He had a choir consisting solely of boys and men: the sittings in the church were free: there were no pews: the church was open for daily prayer, morning and evening. Nothing like it had ever been seen in New York. The church produced a decided sensation. Youthful enthusiasts and mature clergymen, young ladies and staid matrons, were attracted, drawn thither as by some magnet, and it was understood that "Puseyism" had achieved its first great practical triumph, in a beautiful church with impressive music, with sittings for the poor, with systematic work going forward in aid of the wretched. It was whispered that a sisterhood was to be or had been established [18/19] in connection with the church, and altogether it came to pass that Dr. Muhlenberg was a person much discussed at clerical gatherings of all descriptions, at tea-tables and church entertainments. Yet he made no sign. No one could vouch for his theological beliefs. It was assumed that he had become very Romish in his opinions: and he was regarded with much suspicion by the great mass of the old-fashioned laity. He was not known personally to many of them, nor did he court society. He was not wanting in pride, there was fire beneath his strong face, and he did not explain. Dr. Muhlenberg was not a learned liturgist, but I have never known a person possessed of such delicate and deep liturgical feeling as he, and his imagination had been appealed to powerfully by the liturgical and ecclesiological phases of the Tractarian movement. Between the years 1847 and 1851 his personal associations were largely with clergymen and others who sympathized with that movement, and I venture the assertion, with all caution, however, that during those years, while the work and the services in the church of the Holy Communion were attracting such general notice, Dr. Muhlenberg had not clearly defined either to himself or to others his doctrinal position.

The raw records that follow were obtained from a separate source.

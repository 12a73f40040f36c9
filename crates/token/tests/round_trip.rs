//! Two-chain round trip through the mock transport, mirroring the bridged
//! token flow: deposit at home, send out, send back.

use std::sync::Arc;

use alloy_primitives::{Address, U256};
use omnioft_endpoint::{EndpointError, MockEndpoint};
use omnioft_token::{OmniToken, ProxyToken, TokenError};
use omnioft_types::{CallParams, TrustedPath};

const LOCAL_EID: u32 = 1;
const REMOTE_EID: u32 = 2;
const DECIMALS: u8 = 18;
const SHARED_DECIMALS: u8 = 8;

fn ether(n: u64) -> U256 {
    U256::from(n) * U256::from(10u64).pow(U256::from(18))
}

struct Harness {
    local_endpoint: Arc<MockEndpoint>,
    remote_endpoint: Arc<MockEndpoint>,
    proxy: Arc<ProxyToken>,
    oft: Arc<OmniToken>,
    alice: Address,
    bob: Address,
}

/// Wires two chains together without configuring trusted remotes.
async fn setup_unconfigured() -> Harness {
    let local_endpoint = MockEndpoint::new(LOCAL_EID);
    let remote_endpoint = MockEndpoint::new(REMOTE_EID);

    let proxy_addr = Address::repeat_byte(0xa0);
    let oft_addr = Address::repeat_byte(0xb0);

    let proxy = ProxyToken::new(
        proxy_addr,
        DECIMALS,
        SHARED_DECIMALS,
        local_endpoint.clone(),
    )
    .unwrap();
    let oft = OmniToken::new(
        "OmnichainFungibleToken",
        "OFT",
        DECIMALS,
        SHARED_DECIMALS,
        oft_addr,
        remote_endpoint.clone(),
    )
    .unwrap();

    local_endpoint
        .set_dest_endpoint(oft_addr, remote_endpoint.clone())
        .await;
    remote_endpoint
        .set_dest_endpoint(proxy_addr, local_endpoint.clone())
        .await;
    local_endpoint.register_receiver(proxy.clone()).await;
    remote_endpoint.register_receiver(oft.clone()).await;

    Harness {
        local_endpoint,
        remote_endpoint,
        proxy,
        oft,
        alice: Address::repeat_byte(0x01),
        bob: Address::repeat_byte(0x02),
    }
}

/// Full wiring with trusted remotes set on both sides.
async fn setup() -> Harness {
    let h = setup_unconfigured().await;
    let remote_path = TrustedPath::new(h.oft.address(), h.proxy.address());
    let local_path = TrustedPath::new(h.proxy.address(), h.oft.address());
    h.proxy
        .set_trusted_remote(REMOTE_EID, &remote_path.encode())
        .await
        .unwrap();
    h.oft
        .set_trusted_remote(LOCAL_EID, &local_path.encode())
        .await
        .unwrap();
    h
}

#[tokio::test]
async fn send_tokens_out_and_receive_them_back() {
    let h = setup().await;
    let amount = ether(1);

    h.proxy.deposit(amount, h.alice, amount).await.unwrap();
    assert_eq!(h.proxy.balance_of(h.alice).await, amount);
    assert_eq!(h.oft.balance_of(h.bob).await, U256::ZERO);

    // Alice sends to Bob on the remote chain.
    let bob32 = h.bob.into_word();
    let fee = h
        .proxy
        .estimate_send_fee(REMOTE_EID, bob32, amount, false, &[])
        .unwrap()
        .native_fee;
    h.proxy
        .send_from(
            h.alice,
            REMOTE_EID,
            bob32,
            amount,
            CallParams::native(h.alice),
            fee,
        )
        .await
        .unwrap();

    assert_eq!(h.oft.total_supply().await, amount);
    assert_eq!(h.oft.balance_of(h.bob).await, amount);
    assert_eq!(h.proxy.balance_of(h.alice).await, U256::ZERO);
    assert_eq!(h.proxy.escrow().await, amount);

    // Bob sends everything back to Alice.
    let alice32 = h.alice.into_word();
    let fee = h
        .oft
        .estimate_send_fee(LOCAL_EID, alice32, amount, false, &[])
        .unwrap()
        .native_fee;
    h.oft
        .send_from(
            h.bob,
            LOCAL_EID,
            alice32,
            amount,
            CallParams::native(h.bob),
            fee,
        )
        .await
        .unwrap();

    assert_eq!(h.oft.total_supply().await, U256::ZERO);
    assert_eq!(h.oft.balance_of(h.bob).await, U256::ZERO);
    assert_eq!(h.proxy.balance_of(h.alice).await, amount);
    assert_eq!(h.proxy.escrow().await, U256::ZERO);
}

#[tokio::test]
async fn partial_send_conserves_supply() {
    let h = setup().await;
    let deposit = ether(1);
    let sent = ether(2) / U256::from(5); // 0.4 ether, dust-free at rate 1e10

    h.proxy.deposit(deposit, h.alice, deposit).await.unwrap();

    let bob32 = h.bob.into_word();
    let fee = h
        .proxy
        .estimate_send_fee(REMOTE_EID, bob32, sent, false, &[])
        .unwrap()
        .native_fee;
    h.proxy
        .send_from(
            h.alice,
            REMOTE_EID,
            bob32,
            sent,
            CallParams::native(h.alice),
            fee,
        )
        .await
        .unwrap();

    assert_eq!(h.proxy.balance_of(h.alice).await, deposit - sent);
    assert_eq!(h.proxy.escrow().await, sent);
    assert_eq!(h.oft.total_supply().await, sent);
    assert_eq!(h.oft.balance_of(h.bob).await, sent);
}

#[tokio::test]
async fn send_without_trusted_remote_fails() {
    let h = setup_unconfigured().await;
    let amount = ether(1);
    h.proxy.deposit(amount, h.alice, amount).await.unwrap();

    let err = h
        .proxy
        .send_from(
            h.alice,
            REMOTE_EID,
            h.bob.into_word(),
            amount,
            CallParams::native(h.alice),
            ether(1),
        )
        .await
        .unwrap_err();
    assert!(matches!(err, TokenError::NoTrustedRemote { eid: REMOTE_EID }));

    // Nothing moved.
    assert_eq!(h.proxy.balance_of(h.alice).await, amount);
    assert_eq!(h.proxy.escrow().await, U256::ZERO);
    assert_eq!(h.oft.total_supply().await, U256::ZERO);
}

#[tokio::test]
async fn deposit_with_mismatched_value_fails() {
    let h = setup().await;
    let amount = ether(1);

    let err = h
        .proxy
        .deposit(amount, h.alice, amount - U256::from(1))
        .await
        .unwrap_err();
    assert!(matches!(err, TokenError::PaymentMismatch { .. }));
    assert_eq!(h.proxy.balance_of(h.alice).await, U256::ZERO);
    assert_eq!(h.proxy.total_supply().await, U256::ZERO);
}

#[tokio::test]
async fn underpaid_fee_fails_and_rolls_back() {
    let h = setup().await;
    let amount = ether(1);
    h.proxy.deposit(amount, h.alice, amount).await.unwrap();

    let bob32 = h.bob.into_word();
    let fee = h
        .proxy
        .estimate_send_fee(REMOTE_EID, bob32, amount, false, &[])
        .unwrap()
        .native_fee;
    let err = h
        .proxy
        .send_from(
            h.alice,
            REMOTE_EID,
            bob32,
            amount,
            CallParams::native(h.alice),
            fee - U256::from(1),
        )
        .await
        .unwrap_err();
    assert!(matches!(
        err,
        TokenError::Transport(EndpointError::InsufficientFee { .. })
    ));

    // The escrow was released back to the sender.
    assert_eq!(h.proxy.balance_of(h.alice).await, amount);
    assert_eq!(h.proxy.escrow().await, U256::ZERO);
    assert_eq!(h.oft.total_supply().await, U256::ZERO);
}

#[tokio::test]
async fn inbound_from_untrusted_path_rejected() {
    let h = setup().await;
    let amount = ether(1);
    h.proxy.deposit(amount, h.alice, amount).await.unwrap();

    // The remote token trusts a different local endpoint than ours.
    let wrong = TrustedPath::new(Address::repeat_byte(0xee), h.oft.address());
    h.oft
        .set_trusted_remote(LOCAL_EID, &wrong.encode())
        .await
        .unwrap();

    let bob32 = h.bob.into_word();
    let fee = h
        .proxy
        .estimate_send_fee(REMOTE_EID, bob32, amount, false, &[])
        .unwrap()
        .native_fee;
    let err = h
        .proxy
        .send_from(
            h.alice,
            REMOTE_EID,
            bob32,
            amount,
            CallParams::native(h.alice),
            fee,
        )
        .await
        .unwrap_err();
    assert!(matches!(
        err,
        TokenError::Transport(EndpointError::Delivery { .. })
    ));

    // Rejected delivery rolled the escrow back; nothing was minted.
    assert_eq!(h.proxy.balance_of(h.alice).await, amount);
    assert_eq!(h.oft.total_supply().await, U256::ZERO);
}

#[tokio::test]
async fn dust_only_amount_rejected() {
    let h = setup().await;
    let amount = ether(1);
    h.proxy.deposit(amount, h.alice, amount).await.unwrap();

    // Below the 10^(18-8) conversion rate, the amount vanishes on the wire.
    let dust = U256::from(9_999_999_999u64);
    let err = h
        .proxy
        .send_from(
            h.alice,
            REMOTE_EID,
            h.bob.into_word(),
            dust,
            CallParams::native(h.alice),
            ether(1),
        )
        .await
        .unwrap_err();
    assert!(matches!(err, TokenError::AmountTooSmall));
    assert_eq!(h.proxy.balance_of(h.alice).await, amount);
}

#[tokio::test]
async fn fee_payment_in_fee_token_unsupported() {
    let h = setup().await;
    let amount = ether(1);
    h.proxy.deposit(amount, h.alice, amount).await.unwrap();

    let params = CallParams {
        refund_address: h.alice,
        zro_payment_address: Some(Address::repeat_byte(0x33)),
        adapter_params: Vec::new(),
    };
    let err = h
        .proxy
        .send_from(h.alice, REMOTE_EID, h.bob.into_word(), amount, params, ether(1))
        .await
        .unwrap_err();
    assert!(matches!(
        err,
        TokenError::Transport(EndpointError::ZroPaymentUnsupported)
    ));
    assert_eq!(h.proxy.balance_of(h.alice).await, amount);
}

#[tokio::test]
async fn malformed_trusted_path_rejected() {
    let h = setup_unconfigured().await;

    // One byte short of a packed (remote, local) address pair.
    let err = h
        .proxy
        .set_trusted_remote(REMOTE_EID, &[0u8; 39])
        .await
        .unwrap_err();
    assert!(matches!(err, TokenError::InvalidPath(_)));
    assert!(err.to_string().contains("trusted path"));
}

#[tokio::test]
async fn inverted_decimals_rejected_at_construction() {
    let endpoint = MockEndpoint::new(LOCAL_EID);
    let result = ProxyToken::new(Address::repeat_byte(0xa0), 8, 18, endpoint);
    assert!(matches!(
        result,
        Err(TokenError::InvalidDecimals { local: 8, shared: 18 })
    ));
}

#[tokio::test]
async fn endpoints_keep_their_eids() {
    let h = setup().await;
    use omnioft_endpoint::Transport;
    assert_eq!(h.local_endpoint.eid(), LOCAL_EID);
    assert_eq!(h.remote_endpoint.eid(), REMOTE_EID);
}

In 1851 he began the publication of a paper which he named the Evangelical Catholic. In the spring of that year [19/20] I had removed into Dr. Muhlenberg's neighborhood and made his acquaintance. He seemed to me then unlike any person I had ever known: he was utterly unlike all the clergymen of his own age. The acquaintance soon ripened into intimate friendship, and, at his solicitation, I assisted him in the editorship of his paper. It soon became apparent that he had been misunderstood everywhere. The Evangelical Catholic was a genuine surprise, and the surprise culminated when it was discovered that Dr. Muhlenberg had no doctrinal affiliation with the party to which it had been assumed that he belonged. It was found that he was thoroughly Protestant both in his beliefs and in his sympathies. Catholic he claimed to be, because he held to the historic Church, with its creed and sacraments, and ministry and type of worship: Evangelical, because the Scriptures were the sole ultimate rule of faith and practice. He advocated great freedom of thought within the faith of Christ. This was the position he laid down, and upon which he stood before the church and country. Standing upon it resolutely, he found, and others found also, that he thenceforth surely, and without any qualification, began to acquire the confidence of the community, and he became a recognized power in New York and throughout the church.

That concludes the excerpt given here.